SE_Test_xls = "I:\\Documents\\SE_Test.xls"
# Process: Table To Excel
arcpy.TableToExcel_conversion(SpecialEvents, SE_Test_xls, "NAME", "CODE")
I have replied to Jake's response with what I am trying based on his comment, but don't believe I am doing it right.
Hi Nicholas,
You can generate a token using the following script:
import urllib, urllib2, json username = "abcd" password = "1234" tokenURL = 'https://www.arcgis.com/sharing/rest/generateToken' params = {'f': 'pjson', 'username': username, 'password': password, 'referer': 'http://www.arcgis.com'} req = urllib2.Request(tokenURL, urllib.urlencode(params)) response = urllib2.urlopen(req) data = json.load(response) token = data['token']
You can then append the token onto the feature service URL. Ex:
damageAssessmentURL = 'http://services.arcgis.com/Fz6BBJUji5USDM/arcgis/rest/services/Damage_Assessment/FeatureServer/0/que...' where = "PropertyType = 'Single Dwelling Houses'" params = {'f': 'pjson', 'where': where, 'returnCountOnly': 'true', 'token': token} req = urllib2.Request(damageAssessmentURL, urllib.urlencode(params)) response = urllib2.urlopen(req) data = json.load(response)
Here is the simple code below that I am trying to generate and add the token too.
import arcpy,
SE_Test_xls = "I:\\Documents\\SE_Test.xls"
# Process: Table To Excel
arcpy.TableToExcel_conversion(SpecialEvents, SE_Test_xls, "NAME", "CODE")
I don't believe you will be able to export a feature service to an excel table using the Table to Excel tool. What you could do is export the feature service to a local File Geodatabase and then export the feature class to excel. Here is a tool you can use to export the feature service.

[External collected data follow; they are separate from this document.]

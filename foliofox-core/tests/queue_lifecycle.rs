//! Download queue behaviour: ordering, CAS starts, retries, staleness,
//! and full transfers against a local HTTP server.

use std::net::SocketAddr;
use std::time::Duration as StdDuration;

use chrono::{Duration, Utc};
use tempfile::TempDir;
use tokio::io::{AsyncReadExt, AsyncWriteExt};
use tokio::net::TcpListener;
use tokio::task::JoinHandle;

use foliofox_config::{
    DatabaseConfig, DownloadsConfig, MonitoringConfig, ResourceThresholds,
};
use foliofox_core::catalog::CatalogStore;
use foliofox_core::queue::QueueEngine;
use foliofox_model::{
    DownloadItem, DownloadStatus, Indexer, IndexerId, IndexerType, QueueItemId,
    UserId,
};

async fn file_store() -> (TempDir, CatalogStore) {
    let dir = tempfile::tempdir().expect("tempdir");
    let config = DatabaseConfig {
        path: dir.path().join("foliofox.db"),
        ..DatabaseConfig::default()
    };
    let store = CatalogStore::connect(&config).await.expect("connect");
    (dir, store)
}

async fn seed_indexer(store: &CatalogStore) -> IndexerId {
    store
        .indexers()
        .create(&Indexer {
            id: IndexerId(0),
            name: "local".to_string(),
            indexer_type: IndexerType::Generic,
            base_url: "http://127.0.0.1:9".to_string(),
            api_key: None,
            priority: 5,
            active: true,
            timeout_ms: 2_000,
            rate_limit_per_window: 100,
            window_ms: 60_000,
        })
        .await
        .expect("create indexer")
}

fn item(indexer_id: IndexerId, title: &str, url: &str, priority: u8) -> DownloadItem {
    let now = Utc::now();
    DownloadItem {
        id: QueueItemId(0),
        user_id: UserId(1),
        book_id: None,
        indexer_id,
        title: title.to_string(),
        author: None,
        url: url.to_string(),
        format: "epub".to_string(),
        size_bytes: None,
        priority,
        status: DownloadStatus::Pending,
        progress_pct: 0,
        local_path: None,
        retry_count: 0,
        max_retries: 3,
        error_message: None,
        started_at: None,
        completed_at: None,
        created_at: now,
        updated_at: now,
    }
}

fn engine_config(download_dir: &std::path::Path, max_concurrent: usize) -> DownloadsConfig {
    DownloadsConfig {
        max_concurrent,
        download_dir: download_dir.to_path_buf(),
        download_timeout_seconds: 5,
        scheduler_tick_seconds: 1,
        ..DownloadsConfig::default()
    }
}

fn lenient_monitoring() -> MonitoringConfig {
    // Unreachable ceilings keep host load out of the assertions.
    MonitoringConfig {
        resource_thresholds: ResourceThresholds {
            cpu_percent: 1_000.0,
            memory_percent: 1_000.0,
            disk_percent: 1_000.0,
        },
    }
}

/// Minimal one-shot HTTP server; `declared_length` controls whether a
/// Content-Length header is sent and what it claims.
async fn serve(
    body: Vec<u8>,
    declared_length: Option<u64>,
) -> (SocketAddr, JoinHandle<()>) {
    let listener = TcpListener::bind("127.0.0.1:0").await.expect("bind");
    let addr = listener.local_addr().expect("addr");
    let handle = tokio::spawn(async move {
        while let Ok((mut socket, _)) = listener.accept().await {
            let body = body.clone();
            tokio::spawn(async move {
                let mut request = [0u8; 2048];
                let _ = socket.read(&mut request).await;
                let header = match declared_length {
                    Some(length) => format!(
                        "HTTP/1.1 200 OK\r\nContent-Length: {length}\r\nConnection: close\r\n\r\n"
                    ),
                    None => "HTTP/1.1 200 OK\r\nConnection: close\r\n\r\n".to_string(),
                };
                let _ = socket.write_all(header.as_bytes()).await;
                let _ = socket.write_all(&body).await;
                let _ = socket.shutdown().await;
            });
        }
    });
    (addr, handle)
}

async fn wait_for_status(
    store: &CatalogStore,
    id: QueueItemId,
    wanted: DownloadStatus,
) -> DownloadItem {
    for _ in 0..250 {
        let current = store
            .queue()
            .get(id)
            .await
            .expect("get item")
            .expect("item exists");
        if current.status == wanted {
            return current;
        }
        tokio::time::sleep(StdDuration::from_millis(20)).await;
    }
    panic!("item {id} never reached {wanted}");
}

#[tokio::test]
async fn pending_order_prefers_priority_then_fresh_items() {
    let (_dir, store) = file_store().await;
    let indexer = seed_indexer(&store).await;
    let queue = store.queue();

    let low = queue
        .enqueue(&item(indexer, "low", "http://127.0.0.1:9/a", 9))
        .await
        .expect("enqueue");
    let urgent = queue
        .enqueue(&item(indexer, "urgent", "http://127.0.0.1:9/b", 1))
        .await
        .expect("enqueue");
    let retried = queue
        .enqueue(&item(indexer, "retried", "http://127.0.0.1:9/c", 1))
        .await
        .expect("enqueue");
    // Give the third row a retry history.
    sqlx::query("UPDATE download_queue SET retry_count = 1 WHERE id = ?")
        .bind(retried.as_i64())
        .execute(store.pool())
        .await
        .expect("backdate");

    let pending = queue.fetch_pending(10).await.expect("fetch");
    let ids: Vec<QueueItemId> = pending.iter().map(|i| i.id).collect();
    assert_eq!(ids, vec![urgent, retried, low]);
}

#[tokio::test]
async fn try_start_is_single_winner() {
    let (_dir, store) = file_store().await;
    let indexer = seed_indexer(&store).await;
    let queue = store.queue();
    let id = queue
        .enqueue(&item(indexer, "cas", "http://127.0.0.1:9/a", 5))
        .await
        .expect("enqueue");

    assert!(queue.try_start(id).await.expect("first start"));
    assert!(!queue.try_start(id).await.expect("second start"));
}

#[tokio::test]
async fn completed_rows_satisfy_their_invariants() {
    let (_dir, store) = file_store().await;
    let indexer = seed_indexer(&store).await;
    let queue = store.queue();
    let id = queue
        .enqueue(&item(indexer, "done", "http://127.0.0.1:9/a", 5))
        .await
        .expect("enqueue");
    queue.try_start(id).await.expect("start");
    queue
        .mark_completed(id, "/books/done.epub", Some(42))
        .await
        .expect("complete");

    let loaded = queue.get(id).await.expect("get").expect("present");
    assert_eq!(loaded.status, DownloadStatus::Completed);
    assert_eq!(loaded.progress_pct, 100);
    loaded.validate().expect("completed invariants");

    use sqlx::Row;
    let history = sqlx::query(
        "SELECT final_status, download_duration_seconds FROM download_history WHERE queue_id = ?",
    )
    .bind(id.as_i64())
    .fetch_one(store.pool())
    .await
    .expect("history row");
    let final_status: String = history.try_get("final_status").expect("status");
    assert_eq!(final_status, "completed");
}

#[tokio::test]
async fn stale_download_resets_to_pending_keeping_retry_count() {
    let (_dir, store) = file_store().await;
    let indexer = seed_indexer(&store).await;
    let queue = store.queue();
    let id = queue
        .enqueue(&item(indexer, "stuck", "http://127.0.0.1:9/a", 5))
        .await
        .expect("enqueue");
    queue.try_start(id).await.expect("start");
    sqlx::query(
        "UPDATE download_queue SET retry_count = 2, max_retries = 3, updated_at = ? WHERE id = ?",
    )
    .bind(Utc::now() - Duration::minutes(61))
    .bind(id.as_i64())
    .execute(store.pool())
    .await
    .expect("backdate");

    let reset = queue.reset_stale(Duration::minutes(60)).await.expect("reset");
    assert_eq!(reset, vec![id]);

    let loaded = queue.get(id).await.expect("get").expect("present");
    assert_eq!(loaded.status, DownloadStatus::Pending);
    assert_eq!(loaded.retry_count, 2);
}

#[tokio::test]
async fn zero_concurrency_starts_nothing() {
    let (dir, store) = file_store().await;
    let indexer = seed_indexer(&store).await;
    store
        .queue()
        .enqueue(&item(indexer, "waiting", "http://127.0.0.1:9/a", 5))
        .await
        .expect("enqueue");

    let engine = QueueEngine::new(
        store.clone(),
        engine_config(&dir.path().join("downloads"), 0),
        lenient_monitoring(),
    )
    .expect("engine");
    let pass = engine.run_scheduler_pass().await.expect("pass");
    assert_eq!(pass.started, 0);
    assert_eq!(engine.active_downloads(), 0);
}

#[tokio::test]
async fn successful_transfer_completes_and_removes_temp_files() {
    let (dir, store) = file_store().await;
    let indexer = seed_indexer(&store).await;
    let body = b"ebook-bytes-go-here".to_vec();
    let (addr, _server) = serve(body.clone(), Some(body.len() as u64)).await;

    let id = store
        .queue()
        .enqueue(&item(
            indexer,
            "A Fine Novel",
            &format!("http://{addr}/book.epub"),
            5,
        ))
        .await
        .expect("enqueue");

    let downloads = dir.path().join("downloads");
    let engine = QueueEngine::new(
        store.clone(),
        engine_config(&downloads, 2),
        lenient_monitoring(),
    )
    .expect("engine");
    let pass = engine.run_scheduler_pass().await.expect("pass");
    assert_eq!(pass.started, 1);

    let done = wait_for_status(&store, id, DownloadStatus::Completed).await;
    assert_eq!(done.progress_pct, 100);
    let path = done.local_path.expect("path recorded");
    assert!(path.ends_with("A Fine Novel.epub"));
    assert_eq!(std::fs::read(&path).expect("file"), body);

    // No temp droppings left behind.
    let leftovers: Vec<_> = std::fs::read_dir(&downloads)
        .expect("read dir")
        .filter_map(|e| e.ok())
        .filter(|e| e.file_name().to_string_lossy().starts_with("temp_"))
        .collect();
    assert!(leftovers.is_empty());
}

#[tokio::test]
async fn size_mismatch_with_declared_length_fails_and_cleans_up() {
    let (dir, store) = file_store().await;
    let indexer = seed_indexer(&store).await;
    // Server declares 100 bytes but sends 10.
    let (addr, _server) = serve(b"0123456789".to_vec(), Some(100)).await;

    let id = store
        .queue()
        .enqueue(&item(indexer, "Short", &format!("http://{addr}/s.epub"), 5))
        .await
        .expect("enqueue");

    let downloads = dir.path().join("downloads");
    let engine = QueueEngine::new(
        store.clone(),
        engine_config(&downloads, 1),
        lenient_monitoring(),
    )
    .expect("engine");
    engine.run_scheduler_pass().await.expect("pass");

    let failed = wait_for_status(&store, id, DownloadStatus::Failed).await;
    assert_eq!(failed.retry_count, 1);
    let leftovers: Vec<_> = std::fs::read_dir(&downloads)
        .expect("read dir")
        .filter_map(|e| e.ok())
        .collect();
    assert!(leftovers.is_empty(), "temp file must be removed on failure");
}

#[tokio::test]
async fn missing_content_length_treats_short_stream_as_success() {
    let (dir, store) = file_store().await;
    let indexer = seed_indexer(&store).await;
    let (addr, _server) = serve(b"whatever came through".to_vec(), None).await;

    let id = store
        .queue()
        .enqueue(&item(indexer, "Unsized", &format!("http://{addr}/u.epub"), 5))
        .await
        .expect("enqueue");

    let engine = QueueEngine::new(
        store.clone(),
        engine_config(&dir.path().join("downloads"), 1),
        lenient_monitoring(),
    )
    .expect("engine");
    engine.run_scheduler_pass().await.expect("pass");
    wait_for_status(&store, id, DownloadStatus::Completed).await;
}

#[tokio::test]
async fn rate_limited_item_waits_out_its_cooldown() {
    let (dir, store) = file_store().await;
    let indexer = seed_indexer(&store).await;
    let queue = store.queue();
    let id = queue
        .enqueue(&item(indexer, "limited", "http://127.0.0.1:9/r.epub", 5))
        .await
        .expect("enqueue");
    queue.try_start(id).await.expect("start");
    queue
        .mark_failed(id, "429 Too Many Requests", true)
        .await
        .expect("fail");

    let engine = QueueEngine::new(
        store.clone(),
        engine_config(&dir.path().join("downloads"), 1),
        lenient_monitoring(),
    )
    .expect("engine");

    // Freshly failed: inside the fixed 300 s backoff, nothing starts.
    let pass = engine.run_scheduler_pass().await.expect("pass");
    assert_eq!(pass.started, 0);

    // Backdate past the cooldown: the scheduler picks it up.
    sqlx::query("UPDATE download_queue SET updated_at = ? WHERE id = ?")
        .bind(Utc::now() - Duration::seconds(301))
        .bind(id.as_i64())
        .execute(store.pool())
        .await
        .expect("backdate");
    let pass = engine.run_scheduler_pass().await.expect("pass");
    assert_eq!(pass.started, 1);
}

#[tokio::test]
async fn permanent_failures_are_never_retried() {
    let (dir, store) = file_store().await;
    let indexer = seed_indexer(&store).await;
    let queue = store.queue();
    let id = queue
        .enqueue(&item(indexer, "gone", "http://127.0.0.1:9/g.epub", 5))
        .await
        .expect("enqueue");
    queue.try_start(id).await.expect("start");
    queue
        .mark_failed(id, "HTTP 404 Not Found", true)
        .await
        .expect("fail");
    sqlx::query("UPDATE download_queue SET updated_at = ? WHERE id = ?")
        .bind(Utc::now() - Duration::hours(5))
        .bind(id.as_i64())
        .execute(store.pool())
        .await
        .expect("backdate");

    let engine = QueueEngine::new(
        store.clone(),
        engine_config(&dir.path().join("downloads"), 1),
        lenient_monitoring(),
    )
    .expect("engine");
    let pass = engine.run_scheduler_pass().await.expect("pass");
    assert_eq!(pass.started, 0);

    let loaded = queue.get(id).await.expect("get").expect("present");
    assert_eq!(loaded.status, DownloadStatus::Failed);
}

#[tokio::test]
async fn queue_stats_reflect_current_rows() {
    let (_dir, store) = file_store().await;
    let indexer = seed_indexer(&store).await;
    let queue = store.queue();
    queue
        .enqueue(&item(indexer, "one", "http://127.0.0.1:9/1", 5))
        .await
        .expect("enqueue");
    let failing = queue
        .enqueue(&item(indexer, "two", "http://127.0.0.1:9/2", 5))
        .await
        .expect("enqueue");
    queue.try_start(failing).await.expect("start");
    queue
        .mark_failed(failing, "connection reset", true)
        .await
        .expect("fail");

    let stats = queue.stats().await.expect("stats");
    assert_eq!(stats.counts_by_status.get("pending"), Some(&1));
    assert_eq!(stats.counts_by_status.get("failed"), Some(&1));
    assert_eq!(stats.failed_last_hour, 1);
    assert_eq!(
        stats.failures_by_indexer.get(&indexer.as_i64()),
        Some(&1)
    );
}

Thank you Jake. Is an ArcGIS Standard License needed for this script to run?
Actually, only if you are downloading attachments. I'll need to update this tool to reflect this. You can do this by opening up the .py file and deleting lines 4-9. It should then work as long as you are not extracting attachments.
Awesome. It still said it was successful but was aborting because it wasn't a Standard License. When I took those lines out it works perfectly. Thank you so much for the help. This tool is great!!!
I have one more question for you Jake. I got the script to work without downloading attachments. But when I run it to download attachments, I get the following error. I checked the feature class and the "GlobalID_Str" gets created, but it sounds like it's having trouble finding it.
Traceback (most recent call last):
File "C:\Users\Downloads\TEST Attachments.py", line 194, in <module>
for row in cursor:
RuntimeError: A column was specified that does not exist.